No era éste el regreso que había esperado. No podía hacer nada sino mirar y aguardar, mientras sentía el temor de lo desconocido. Algo había pasado, algo inimaginable. Y la nave seguía descendiendo a lo largo de una curva que la llevaba otra vez al hemisferio iluminado.
No vio nada del lugar de aterrizaje, pues la imagen de la Tierra desapareció de pronto y fue reemplazada por esas líneas y luces incomprensibles. Cuando la pantalla se aclaró, estaban en tierra. A lo lejos se veían unos grandes edificios, unas cuantas máquinas y un grupo de superseñores que estaban observándolo.
En alguna parte rugió el aire que uniformaba la presión; luego se oyó el sonido con que se abrían las grandes puertas. Jan no quiso esperar. Los silenciosos gigantes lo miraron con tolerancia o indiferencia mientras salía corriendo del cuarto de controles.

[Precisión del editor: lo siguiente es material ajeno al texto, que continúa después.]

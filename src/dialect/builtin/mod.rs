//! The canonical dialect tables shipped with the crate, one per supported
//! toolchain.  Each table lists every vendor symbol exactly once.

use super::{CompilerFamily, DialectProfile, Origin, ProfileBuilder, ProfileError, SymbolRewriteRule};

pub mod armcc;
pub mod armclang;
pub mod iar_arm;
pub mod iar_stm8;
pub mod keil_c51;
pub mod sdcc;

/// Host compiler macros which every profile retracts
const HOST_MACROS: &[&str] = &["_WIN32", "_MSC_VER"];

/// One built in table.  The rules of a table are produced in a fixed order:
/// values, keywords, elided calls, function-like macros, type aliases, and
/// then prototypes, so that a rendered prologue declares types before the
/// intrinsics which use them.
pub struct BuiltinTable {
    pub id: &'static str,
    pub family: CompilerFamily,
    pub target: &'static str,
    pub description: &'static str,

    /// Retracted in addition to the common host macros
    pub undefines: &'static [&'static str],

    /// `(name, body)`
    pub values: &'static [(&'static str, &'static str)],

    pub keywords: &'static [&'static str],

    /// `(name, parameters)`
    pub elided_calls: &'static [(&'static str, &'static [&'static str])],

    /// `(name, parameters, body)`
    pub function_macros: &'static [(&'static str, &'static [&'static str], &'static str)],

    /// `(name, target type)`
    pub type_aliases: &'static [(&'static str, &'static str)],

    /// `(return type, name, parameters)`
    pub prototypes: &'static [(&'static str, &'static str, &'static str)],
}

impl BuiltinTable {
    pub fn rules(&self) -> Vec<SymbolRewriteRule> {
        let values = self
            .values
            .iter()
            .map(|(name, body)| SymbolRewriteRule::value(name, body));
        let keywords = self.keywords.iter().map(|name| SymbolRewriteRule::keyword(name));
        let elided = self
            .elided_calls
            .iter()
            .map(|(name, params)| SymbolRewriteRule::elide_call(name, params));
        let macros = self
            .function_macros
            .iter()
            .map(|(name, params, body)| SymbolRewriteRule::function_macro(name, params, body));
        let aliases = self
            .type_aliases
            .iter()
            .map(|(name, target)| SymbolRewriteRule::type_alias(name, target));
        let prototypes = self
            .prototypes
            .iter()
            .map(|(returns, name, params)| SymbolRewriteRule::prototype(name, returns, params));

        values
            .chain(keywords)
            .chain(elided)
            .chain(macros)
            .chain(aliases)
            .chain(prototypes)
            .collect()
    }

    pub fn profile(&self) -> Result<DialectProfile, ProfileError> {
        let mut builder = ProfileBuilder::new(self.id, self.family, self.target);
        builder.description(self.description);
        for name in HOST_MACROS.iter().chain(self.undefines) {
            builder.undefine(name);
        }
        builder.extend(self.rules(), &Origin::builtin(self.id))?;
        Ok(builder.build())
    }
}

/// All built in tables, in id order.
pub fn tables() -> [&'static BuiltinTable; 6] {
    [
        &armcc::TABLE,
        &armclang::TABLE,
        &iar_arm::TABLE,
        &iar_stm8::TABLE,
        &keil_c51::TABLE,
        &sdcc::TABLE,
    ]
}

/// Builds the profile of every built in table.
pub fn profiles() -> Result<Vec<DialectProfile>, ProfileError> {
    tables().iter().map(|t| t.profile()).collect()
}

Estaba en su hogar, mirando otra vez la chispeante luz de su propio sol, respirando aquel aire, el primero que había entrado en sus pulmones. Ya habían bajado la rampa, pero Jan tuvo que aguardar un momento hasta que los ojos se le acostumbraran a aquel resplandor.

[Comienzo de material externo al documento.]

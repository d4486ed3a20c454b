pub mod cli;
pub mod diagnostics;
pub mod dialect;
pub mod io;

pub use dialect::{DialectProfile, Registry, Rewriter, SymbolRewriteRule};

Karellen estaba de pie, un poco apartado de sus compañeros, junto a un gran vehículo de transporte cargado de canastos. Jan no se preguntó cómo había reconocido al superseñor, ni se sorprendió al ver que no había cambiado en absoluto. Sólo esto se parecía a lo que había imaginado.
—He estado esperándolo —dijo Karellen.
—En los primeros días —dijo Karellen— podíamos andar entre ellos. Pero ya no nos necesitan; nuestra tarea terminó cuando los reunimos y les entregamos un continente. Mire.
La pared situada ante Jan desapareció. Estaba mirando un valle hermosamente arbolado desde una altura de unos pocos centenares de metros. La ilusión era tan perfecta que sufrió un vértigo momentáneo.
—Han pasado cinco años y se ha iniciado la segunda fase.
Había unas móviles figuras allá abajo, y la cámara descendió hacia ellas como un pájaro de presa.
—Sentirá usted cierta angustia —dijo Karellen—, pero recuerde que no puede aplicar aquí sus normas mentales. No está viendo a niños humanos.